Ya con la cara hacia el firmamento, Rodrigo acercó su mano a la de Raquel, ella la aceptó y entrelazaron sus dedos. Luego tan solo se quedaron así, en silencio, observando el infinito y absorbiendo la magia de esos momentos que uno reconoce como irrepetibles.
Y después de un tiempo impreciso, sus ojos se encontraron y sus labios hicieron contacto: “Un beso inolvidable”, reconoce Raquel. “Yo no sé si es la juventud, si es que todo es un poco como nuevo, o si era él, pero mariposas como esas no recuerdo haber sentido nunca más”.
Volver al origen, como suelen hacer todos...El fantasma estaba ahí, 35 años después.
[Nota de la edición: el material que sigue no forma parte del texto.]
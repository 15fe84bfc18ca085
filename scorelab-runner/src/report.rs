//! Reporting and export: console lines, trade CSV and JSON.
//!
//! Console format:
//! - bar line: `(<index>) <date> = $ <close> | Score:<score> | TradeSignal:<BUY|SELL|HOLD> | Signals:[a, b]`
//! - trade line: `<date> | <BUY|SELL> @ <price> | PnL: <pnl>`

use std::path::Path;

use anyhow::{Context, Result};
use scorelab_core::{BarScore, Candle, Trade, TradeLog, TradeStats};

use crate::runner::BacktestReport;

// ─── Console ────────────────────────────────────────────────────────

pub fn format_bar_line(candle: &Candle, bar: &BarScore) -> String {
    format!(
        "({}) {} = $ {:.4} | Score:{} | TradeSignal:{} | Signals:[{}]",
        bar.index,
        candle.date,
        candle.close,
        bar.score,
        bar.trade_signal(),
        bar.signals.join(", ")
    )
}

pub fn format_trade_line(trade: &Trade) -> String {
    format!(
        "{} | {} @ {:.4} | PnL: {:.4}",
        trade.date, trade.signal, trade.price, trade.pnl
    )
}

pub fn format_stats(stats: &TradeStats) -> String {
    format!(
        "Total PnL: {:.4} | Trades: {} | Wins: {} | Losses: {} | Win rate: {:.2}%",
        stats.total_pnl, stats.trade_count, stats.wins, stats.losses, stats.win_rate
    )
}

/// Full console report: the first `print_bars` bar lines, every trade, the
/// open position if any, and the summary.
pub fn render_console(report: &BacktestReport, print_bars: usize) -> String {
    let mut out = String::new();

    out.push_str(&format!(
        "Source: {} ({} bars)\n",
        report.source, report.bar_count
    ));
    if !report.malformed.is_empty() {
        out.push_str(&format!(
            "Skipped {} malformed rows\n",
            report.malformed.len()
        ));
    }

    for (candle, bar) in report.bars().take(print_bars) {
        out.push_str(&format_bar_line(candle, bar));
        out.push('\n');
    }

    out.push_str(&format!("\nTrades (threshold {}):\n", report.threshold));
    render_trades(&mut out, &report.trade_log);

    out.push_str(&format_stats(&report.stats));
    out.push('\n');
    out
}

fn render_trades(out: &mut String, log: &TradeLog) {
    if log.trades.is_empty() {
        out.push_str("  (none)\n");
    }
    for trade in &log.trades {
        out.push_str(&format_trade_line(trade));
        out.push('\n');
    }
    if let Some(open) = &log.open_position {
        out.push_str(&format!(
            "Open {} since {} @ {:.4}, marked {:.4} (unrealized {:.4})\n",
            open.position, open.entry_date, open.entry_price, open.mark_price, open.unrealized_pnl
        ));
    }
}

// ─── JSON export ────────────────────────────────────────────────────

pub fn export_json(report: &BacktestReport) -> Result<String> {
    serde_json::to_string_pretty(report).context("failed to serialize BacktestReport to JSON")
}

// ─── CSV export ─────────────────────────────────────────────────────

/// Export the trade list as CSV.
///
/// Columns: bar_index, date, signal, action, price, pnl
pub fn export_trades_csv(trades: &[Trade]) -> Result<String> {
    let mut wtr = csv::Writer::from_writer(vec![]);
    wtr.write_record(["bar_index", "date", "signal", "action", "price", "pnl"])?;

    for t in trades {
        wtr.write_record(&[
            t.bar_index.to_string(),
            t.date.clone(),
            t.signal.to_string(),
            format!("{:?}", t.action).to_lowercase(),
            format!("{:.6}", t.price),
            format!("{:.6}", t.pnl),
        ])?;
    }

    let bytes = wtr.into_inner().context("failed to flush CSV writer")?;
    String::from_utf8(bytes).context("CSV output is not valid UTF-8")
}

/// Export per-bar scores as CSV.
///
/// Columns: index, date, close, score, trade_signal, signals (`; `-joined)
pub fn export_scores_csv(report: &BacktestReport) -> Result<String> {
    let mut wtr = csv::Writer::from_writer(vec![]);
    wtr.write_record(["index", "date", "close", "score", "trade_signal", "signals"])?;

    for (candle, bar) in report.bars() {
        wtr.write_record(&[
            bar.index.to_string(),
            candle.date.clone(),
            format!("{:.6}", candle.close),
            bar.score.to_string(),
            bar.trade_signal().to_string(),
            bar.signals.join("; "),
        ])?;
    }

    let bytes = wtr.into_inner().context("failed to flush CSV writer")?;
    String::from_utf8(bytes).context("CSV output is not valid UTF-8")
}

pub fn write_artifact(path: &Path, contents: &str) -> Result<()> {
    if let Some(parent) = path.parent().filter(|p| !p.as_os_str().is_empty()) {
        std::fs::create_dir_all(parent)
            .with_context(|| format!("failed to create {}", parent.display()))?;
    }
    std::fs::write(path, contents).with_context(|| format!("failed to write {}", path.display()))
}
Una y mil vidas habían pasado desde el día del beso en la muralla. La despedida había sido tan silenciosa como aquella noche de cara hacia el firmamento, sin promesas, sin lágrimas, sin rencores. Raquel se había preguntado alguna que otra vez qué habría sido de él, y Rodrigo la atesoró siempre en sus pensamientos.
Él viajó por el mundo, tal como siempre lo había soñado: `Salir de este pueblo, probar suerte en un lugar que no esté perdido en el mapa´, solía decirle en esos atardeceres del pasado. Pero volvió, `como suelen volver todos´, le dijo en ese nuevo atardecer del presente.
Raquel le contó que se casó joven, fue feliz por un rato en su matrimonio y estaba divorciada hacía mucho tiempo, tenía hijos grandes e incluso un nieto. Que disfrutaba mucho de su soledad y que nunca se había sentido tan completa. Después caminaron juntos a la muralla para contemplar las estrellas.
“Sí, hubo beso”, dice Raquel con una sonrisa cómplice. “Esta vez nos intercambiamos los números. Sin promesas, solo vamos a ver hacia dónde nos lleva esta historia”.